Por maior respeito que mereçam opiniões de autoridades públicas ou já depois de, como no caso dos militares, não se encontrarem na “reserva”, teria sido bem melhor que o general preferisse permanecesse aí, na reserva… e quieto.  A começar pelo fato de, ínfima que seja a fidelidade a Jesus Cristo, que qualquer bispo guarde, a de “pastor do rebanho” é a de tomar partido em defesa das suas ovelhas, como Ele mesmo advertiu:

“Eu sou o bom pastor. O bom pastor expõe a sua vida pelas ovelhas. O mercenário, porém, que não é pastor, a quem não pertencem as ovelhas, quando vê que o lobo vem vindo abandona as ovelhas e foge; o lobo rouba e dispersa as ovelhas. O mercenário, porém, foge porque é mercenário e não se importa com as ovelhas. Eu sou o bom pastor. Conheço as minhas ovelhas e as minhas ovelhas conhecem a mim. Como o meu Pai me conhece e eu conheço o Pai. Dou a minha vida pelas minhas ovelhas” (Evangelho de São João, 10, 11-15).

Quem está defendendo a preservação da natureza, a vida das “ovelhas” e da Amazônia legal inteira, atualmente, são os bispos ou é esse (des)governo, com as políticas de meio-ambiente e exploração mercenária da terra? De qual soberania e de qual nova ordem social se queixa o general dessa preparação do sínodo feita pelos bispos? Será preciso queimar o território da Amazônia inteira para ele enxergar que a soberania de qualquer Estado não pode servir de explicação para matar (!) a vida da fauna, da flora, das águas e até a dos povos originários que lá vivem? Se isso que está acontecendo na Amazônia agora é uma “ordem social”, que explora, depreda, desmata, envenena um território do qual a vida do planeta inteiro depende, da forma como o general Alberto Cardoso a defende, toda a resistência contra ela, toda a desobediência civil, toda a rebeldia que a impugne e a subverta está legitimada, pois essa ordem é idêntica a do lobo mercenário de que fala Jesus Cristo.

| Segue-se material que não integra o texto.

//!
//! # Data processor
//!
//! Named virtual series over one query window. Sources either pull a
//! data source from an archive (by path, name and consolidation
//! function) or derive from previously declared series: RPN
//! expressions, constants, and the rate-to-amount step transform.
//! Everything is aligned on one timestamp grid, the requested
//! resolution or the coarsest fetched source.
//!

mod rpn;

#[cfg(test)]
mod test;

use chrono::{Local, TimeZone};
use log::debug;
use rpn::{RpnCtx, RpnExpr};
use rrdb_core::{ConsolidationFn, Database, FetchRequest, FetchResult, OpenMode};
use ruc::*;
use serde::{Deserialize, Serialize};
use std::{collections::HashMap, time::SystemTime};

use crate::timespec::TimeSpec;

const DEFAULT_STEP: i64 = 300;

enum Def {
    Archive {
        path: String,
        ds: String,
        cf: ConsolidationFn,
    },
    Rpn(String),
    Constant(f64),
    /// Source values multiplied by the grid step: rates become amounts.
    StepTotal(String),
}

/// Declares and evaluates named series over a fixed window.
pub struct DataProcessor {
    start: i64,
    end: i64,
    resolution: Option<i64>,
    defs: Vec<(String, Def)>,
}

impl DataProcessor {
    /// Window `[start, end]`; passing `(0, 0)` means the last 24 hours.
    pub fn new(start: i64, end: i64) -> Self {
        Self {
            start,
            end,
            resolution: None,
            defs: Vec::new(),
        }
    }

    /// Window from a resolved at-style pair.
    pub fn from_specs(start: &TimeSpec, end: &TimeSpec) -> Result<Self> {
        let (s, e) = TimeSpec::resolve_pair(start, end).c(d!())?;
        Ok(Self::new(s, e))
    }

    /// Force the grid step instead of following the coarsest source.
    pub fn set_resolution(&mut self, sec: i64) -> &mut Self {
        self.resolution = Some(sec);
        self
    }

    /// Pull `ds` consolidated with `cf` out of the database at `path`.
    pub fn def_archive(&mut self, name: &str, path: &str, ds: &str, cf: ConsolidationFn) -> &mut Self {
        self.defs.push((
            name.to_owned(),
            Def::Archive {
                path: path.to_owned(),
                ds: ds.to_owned(),
                cf,
            },
        ));
        self
    }

    /// Derive a series from earlier ones with an RPN expression.
    pub fn def_rpn(&mut self, name: &str, expr: &str) -> &mut Self {
        self.defs.push((name.to_owned(), Def::Rpn(expr.to_owned())));
        self
    }

    pub fn def_constant(&mut self, name: &str, v: f64) -> &mut Self {
        self.defs.push((name.to_owned(), Def::Constant(v)));
        self
    }

    /// `source × step`: turn a per-second rate into a per-row amount.
    pub fn def_step_total(&mut self, name: &str, source: &str) -> &mut Self {
        self.defs
            .push((name.to_owned(), Def::StepTotal(source.to_owned())));
        self
    }

    /// Fetch, align and evaluate every declared series.
    pub fn process(&self) -> Result<ProcessedSeries> {
        let now = epoch_now().c(d!())?;
        let (start, end) = if 0 == self.start && 0 == self.end {
            (now - 86_400, now)
        } else {
            (self.start, self.end)
        };
        alt!(
            start >= end,
            return Err(eg!(format!("empty processing window [{start}, {end}]")))
        );
        alt!(self.defs.is_empty(), return Err(eg!("nothing to process")));

        // fetch phase
        let mut fetched: HashMap<usize, FetchResult> = HashMap::new();
        for (i, (name, def)) in self.defs.iter().enumerate() {
            if let Def::Archive { path, ds, cf } = def {
                let db = Database::open(path, OpenMode::ReadOnly).c(d!())?;
                let req = FetchRequest::new(*cf, start, end)
                    .with_resolution(self.resolution.unwrap_or(1))
                    .with_filter(&[ds.as_str()]);
                let r = db.fetch(&req).c(d!())?;
                debug!("fetched `{name}` from {path}: {} rows at {}s", r.rows(), r.step);
                fetched.insert(i, r);
            }
        }

        let step = self
            .resolution
            .or_else(|| fetched.values().map(|r| r.step).max())
            .unwrap_or(DEFAULT_STEP);
        let gstart = start - start.rem_euclid(step);
        let gend = {
            let r = end.rem_euclid(step);
            if 0 == r { end } else { end - r + step }
        };
        let rows = ((gend - gstart) / step + 1) as usize;
        let timestamps: Vec<i64> =
            (0..rows).map(|i| gstart + i as i64 * step).collect();

        // evaluation phase, in declaration order
        let mut names: Vec<String> = Vec::with_capacity(self.defs.len());
        let mut columns: Vec<Vec<f64>> = Vec::with_capacity(self.defs.len());
        let index_of = |names: &[String], want: &str| -> Result<usize> {
            names
                .iter()
                .position(|n| n == want)
                .ok_or_else(|| eg!(format!("no series named `{want}`")))
        };

        let local_offset = Local
            .timestamp_opt(gstart, 0)
            .single()
            .map(|dt| dt.offset().local_minus_utc() as i64)
            .unwrap_or(0);

        for (i, (name, def)) in self.defs.iter().enumerate() {
            alt!(
                names.iter().any(|n| n == name),
                return Err(eg!(format!("duplicate series name `{name}`")))
            );
            let col = match def {
                Def::Archive { ds, .. } => {
                    let r = &fetched[&i];
                    let src = r
                        .column(ds)
                        .ok_or_else(|| eg!(format!("no data source named `{ds}`")))?;
                    align(&timestamps, r, src)
                }
                Def::Constant(v) => vec![*v; rows],
                Def::StepTotal(source) => {
                    let idx = index_of(&names, source).c(d!())?;
                    columns[idx].iter().map(|v| v * step as f64).collect()
                }
                Def::Rpn(expr) => {
                    let compiled = RpnExpr::parse(expr, |n| {
                        names.iter().position(|have| have == n)
                    })
                    .c(d!())?;
                    let mut out = Vec::with_capacity(rows);
                    for row in 0..rows {
                        let ctx = RpnCtx {
                            ts: timestamps[row],
                            step,
                            now,
                            local_offset,
                            prev: if 0 == row {
                                f64::NAN
                            } else {
                                out[row - 1]
                            },
                        };
                        out.push(compiled.eval(&ctx, &columns, row));
                    }
                    out
                }
            };
            names.push(name.clone());
            columns.push(col);
        }

        Ok(ProcessedSeries {
            step,
            timestamps,
            names,
            columns,
        })
    }
}

/// Sample a fetched column onto the processing grid: each grid point
/// takes the consolidated row covering it, NaN outside the fetch.
fn align(grid: &[i64], r: &FetchResult, src: &[f64]) -> Vec<f64> {
    let first = match r.timestamps.first() {
        Some(t) => *t,
        None => return vec![f64::NAN; grid.len()],
    };
    grid.iter()
        .map(|t| {
            let covering = {
                let rem = (*t - first).rem_euclid(r.step);
                if 0 == rem { *t } else { *t - rem + r.step }
            };
            let idx = (covering - first) / r.step;
            if idx < 0 || idx as usize >= src.len() {
                f64::NAN
            } else {
                src[idx as usize]
            }
        })
        .collect()
}

/// Aligned evaluation output: a shared timestamp axis plus one column
/// per declared series.
#[derive(Clone, Debug, Serialize, Deserialize)]
pub struct ProcessedSeries {
    pub step: i64,
    pub timestamps: Vec<i64>,
    names: Vec<String>,
    columns: Vec<Vec<f64>>,
}

impl ProcessedSeries {
    pub fn rows(&self) -> usize {
        self.timestamps.len()
    }

    pub fn names(&self) -> &[String] {
        &self.names
    }

    pub fn series(&self, name: &str) -> Option<&[f64]> {
        self.names
            .iter()
            .position(|n| n == name)
            .map(|i| &self.columns[i][..])
    }

    pub fn value(&self, row: usize, name: &str) -> Option<f64> {
        self.series(name).and_then(|c| c.get(row).copied())
    }
}

fn epoch_now() -> Result<i64> {
    SystemTime::now()
        .duration_since(SystemTime::UNIX_EPOCH)
        .c(d!())
        .map(|d| d.as_secs() as i64)
}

Se Este fosse vivo e o general Alberto Cardoso estivesse na ativa, certamente já teria feito o que fizeram as autoridades religiosas e políticas do tempo em que Ele vivia, do mesmo modo como fez a ditadura militar covardemente contra quem ousou contrariá-la: mandaria prendê-lo, tortura-lo e depois assassiná-lo.

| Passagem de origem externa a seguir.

use super::*;
use ruc::*;

#[test]
fn ds_spec_parsing() {
    let d = pnk!(DsDef::parse("DS:speed:COUNTER:600:U:U"));
    assert_eq!("speed", d.name);
    assert_eq!(DsType::Counter, d.kind);
    assert_eq!(600, d.heartbeat);
    assert!(d.min.is_nan() && d.max.is_nan());

    let d = pnk!(DsDef::parse("DS:temp:GAUGE:120:-40:80"));
    assert_eq!(-40.0, d.min);
    assert_eq!(80.0, d.max);

    let e = DsDef::parse("DS:speed:COUNTER:600:U").err().unwrap().to_string();
    assert!(e.contains("DefinitionError"), "{e}");
    assert!(DsDef::parse("XX:speed:COUNTER:600:U:U").is_err());
    assert!(DsDef::parse("DS:speed:BOGUS:600:U:U").is_err());
    assert!(DsDef::parse("DS:speed:COUNTER:0:U:U").is_err());
    assert!(DsDef::parse("DS:speed:COUNTER:600:10:10").is_err());
    assert!(DsDef::parse("DS:speed:COUNTER:600:20:10").is_err());
    assert!(DsDef::parse("DS::COUNTER:600:U:U").is_err());
    assert!(DsDef::parse("DS:way-too-long-name-for-a-cell:GAUGE:600:U:U").is_err());
    assert!(DsDef::parse("DS:white space:GAUGE:600:U:U").is_err());
}

#[test]
fn archive_spec_parsing() {
    let a = pnk!(ArcDef::parse("RRA:AVERAGE:0.5:6:700"));
    assert_eq!(ConsolidationFn::Average, a.cf);
    assert_eq!(0.5, a.xff);
    assert_eq!(6, a.steps);
    assert_eq!(700, a.rows);

    for cf in ["MIN", "MAX", "LAST", "FIRST", "TOTAL"] {
        pnk!(ArcDef::parse(&format!("RRA:{cf}:0:1:1")));
    }

    assert!(ArcDef::parse("RRA:AVERAGE:1:6:700").is_err());
    assert!(ArcDef::parse("RRA:AVERAGE:-0.1:6:700").is_err());
    assert!(ArcDef::parse("RRA:AVERAGE:0.5:0:700").is_err());
    assert!(ArcDef::parse("RRA:AVERAGE:0.5:6:0").is_err());
    assert!(ArcDef::parse("RRA:BOGUS:0.5:6:700").is_err());
    assert!(ArcDef::parse("RRA:AVERAGE:0.5:6").is_err());
}

#[test]
fn definition_validation() {
    let mut def = pnk!(Definition::new("x", 300));
    assert!(def.validate().is_err()); // no sources

    pnk!(def.add_ds_str("DS:a:GAUGE:600:U:U"));
    assert!(def.validate().is_err()); // no archives

    pnk!(def.add_archive_str("RRA:AVERAGE:0.5:1:24"));
    pnk!(def.validate());

    pnk!(def.add_ds_str("DS:a:COUNTER:600:U:U"));
    let e = def.validate().err().unwrap().to_string();
    assert!(e.contains("DefinitionError"), "{e}"); // duplicate name

    assert!(Definition::new("x", 0).is_err());
    assert!(Definition::new("x", -300).is_err());
}

#[test]
fn names_round_trip_through_strings() {
    for kind in [
        DsType::Gauge,
        DsType::Counter,
        DsType::Derive,
        DsType::Absolute,
    ] {
        assert_eq!(kind, pnk!(kind.as_str().parse::<DsType>()));
    }
    for cf in [
        ConsolidationFn::Average,
        ConsolidationFn::Min,
        ConsolidationFn::Max,
        ConsolidationFn::Last,
        ConsolidationFn::First,
        ConsolidationFn::Total,
    ] {
        assert_eq!(cf, pnk!(cf.as_str().parse::<ConsolidationFn>()));
    }
}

 Daí a oportuna e mais do que justificada manifestação pública do grito das/os excluídas/os, este ano com um lema sensível aos “sinais dos tempos” que a população brasileira assiste atônita: “Este sistema não vale. Lutamos por Justiça, Direitos e Liberdade”. Aí se encontra uma Igreja que orienta espiritualmente sim os seus fiéis, mas não do modo restrito, tacanho e alienado, como o general Alberto Cardoso pensa seja a missão dela.

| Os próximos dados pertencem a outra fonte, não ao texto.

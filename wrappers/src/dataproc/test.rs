use super::*;
use ruc::*;
use rrdb_core::Definition;
use std::fs;

const T0: i64 = 920_804_400;

fn db_path() -> String {
    let dir = format!("/tmp/rrdb_testing/{}", rand::random::<u64>());
    pnk!(fs::create_dir_all(&dir));
    format!("{dir}/dp.rrd")
}

fn make_db(path: &str) {
    let mut def = pnk!(Definition::new(path, 10));
    def.set_start(T0);
    pnk!(def.add_ds_str("DS:rate:GAUGE:30:U:U"));
    pnk!(def.add_archive_str("RRA:AVERAGE:0.5:1:100"));
    let mut db = pnk!(Database::create(&def));
    for k in 1..=10 {
        pnk!(db.update_from_str(&format!("{}:{}", T0 + 10 * k, k)));
    }
    pnk!(db.close());
}

#[test]
fn constants_and_expressions() {
    let mut dp = DataProcessor::new(T0, T0 + 300);
    dp.set_resolution(300);
    dp.def_constant("four", 4.0);
    dp.def_rpn("eight", "four,2,*");
    dp.def_rpn("answer", "eight,DUP,+,26,+");
    dp.def_rpn("clamped", "four,10,MIN,3,MAX");
    dp.def_rpn("cond", "four,3,GT,100,200,IF");
    dp.def_rpn("patched", "UNKN,UN,0,UNKN,IF,1,+");
    dp.def_rpn("grid", "STEP");
    let out = pnk!(dp.process());

    assert_eq!(2, out.rows());
    assert_eq!(Some(8.0), out.value(0, "eight"));
    assert_eq!(Some(42.0), out.value(1, "answer"));
    assert_eq!(Some(4.0), out.value(0, "clamped"));
    assert_eq!(Some(100.0), out.value(0, "cond"));
    assert_eq!(Some(1.0), out.value(0, "patched"));
    assert_eq!(Some(300.0), out.value(0, "grid"));
}

#[test]
fn time_prev_and_nan_propagation() {
    let mut dp = DataProcessor::new(T0, T0 + 40);
    dp.set_resolution(10);
    dp.def_rpn("t", "TIME");
    dp.def_rpn("ticks", "PREV,UN,1,PREV,1,+,IF");
    dp.def_rpn("poisoned", "UNKN,1,+");
    dp.def_rpn("infinite", "1,0,/,ISINF");
    let out = pnk!(dp.process());

    assert_eq!(5, out.rows());
    for (i, ts) in out.timestamps.iter().enumerate() {
        assert_eq!(Some(*ts as f64), out.value(i, "t"));
        assert_eq!(Some(i as f64 + 1.0), out.value(i, "ticks"));
        assert!(out.value(i, "poisoned").unwrap().is_nan());
        assert_eq!(Some(1.0), out.value(i, "infinite"));
    }
}

#[test]
fn archives_and_transforms() {
    let path = db_path();
    make_db(&path);

    let mut dp = DataProcessor::new(T0 + 10, T0 + 50);
    dp.def_archive("rate", &path, "rate", ConsolidationFn::Average);
    dp.def_step_total("amount", "rate");
    dp.def_rpn("double", "rate,2,*");
    let out = pnk!(dp.process());

    // the grid follows the only source
    assert_eq!(10, out.step);
    assert_eq!(5, out.rows());
    assert_eq!(Some(1.0), out.value(0, "rate"));
    assert_eq!(Some(5.0), out.value(4, "rate"));
    assert_eq!(Some(10.0), out.value(0, "amount"));
    assert_eq!(Some(6.0), out.value(2, "double"));
}

#[test]
fn bad_declarations_are_rejected() {
    let path = db_path();
    make_db(&path);

    let mut dp = DataProcessor::new(T0, T0 + 100);
    dp.def_rpn("x", "1,NOPE,+");
    assert!(dp.process().is_err());

    let mut dp = DataProcessor::new(T0, T0 + 100);
    dp.def_rpn("x", "1,+");
    assert!(dp.process().is_err());

    let mut dp = DataProcessor::new(T0, T0 + 100);
    dp.def_rpn("x", "1,2");
    assert!(dp.process().is_err());

    let mut dp = DataProcessor::new(T0, T0 + 100);
    dp.def_rpn("x", "missing,1,+");
    assert!(dp.process().is_err());

    let mut dp = DataProcessor::new(T0, T0 + 100);
    dp.def_constant("a", 1.0);
    dp.def_constant("a", 2.0);
    assert!(dp.process().is_err());

    let mut dp = DataProcessor::new(T0, T0 + 100);
    dp.def_archive("rate", &path, "nope", ConsolidationFn::Average);
    assert!(dp.process().is_err());

    let mut dp = DataProcessor::new(T0 + 100, T0 + 100);
    dp.def_constant("a", 1.0);
    assert!(dp.process().is_err());

    assert!(DataProcessor::new(T0, T0 + 100).process().is_err());
}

 Bem como Jesus Cristo também gritou e agiu, não precisando de lembrança para isso as Bem Aventuranças, a condenação do poder religioso e político da época como dominado por “escribas e fariseus hipócritas”, a expulsão violenta dos vendilhões do templo. Aí se encontra um exemplo da verdadeira, da autêntica “orientação espiritual” que o general desconhece. O que ele quer é uma Igreja tão alienada e servil como a de um governo que precisa mandar um filho do presidente para ouvir bem e servir sem hesitação uma potência externa que lhe supra, pela força das armas e do dinheiro, tudo quanto lhe falta em legitimidade.

Este sistema não vale. Lutamos por Justiça, Direitos e Liberdade.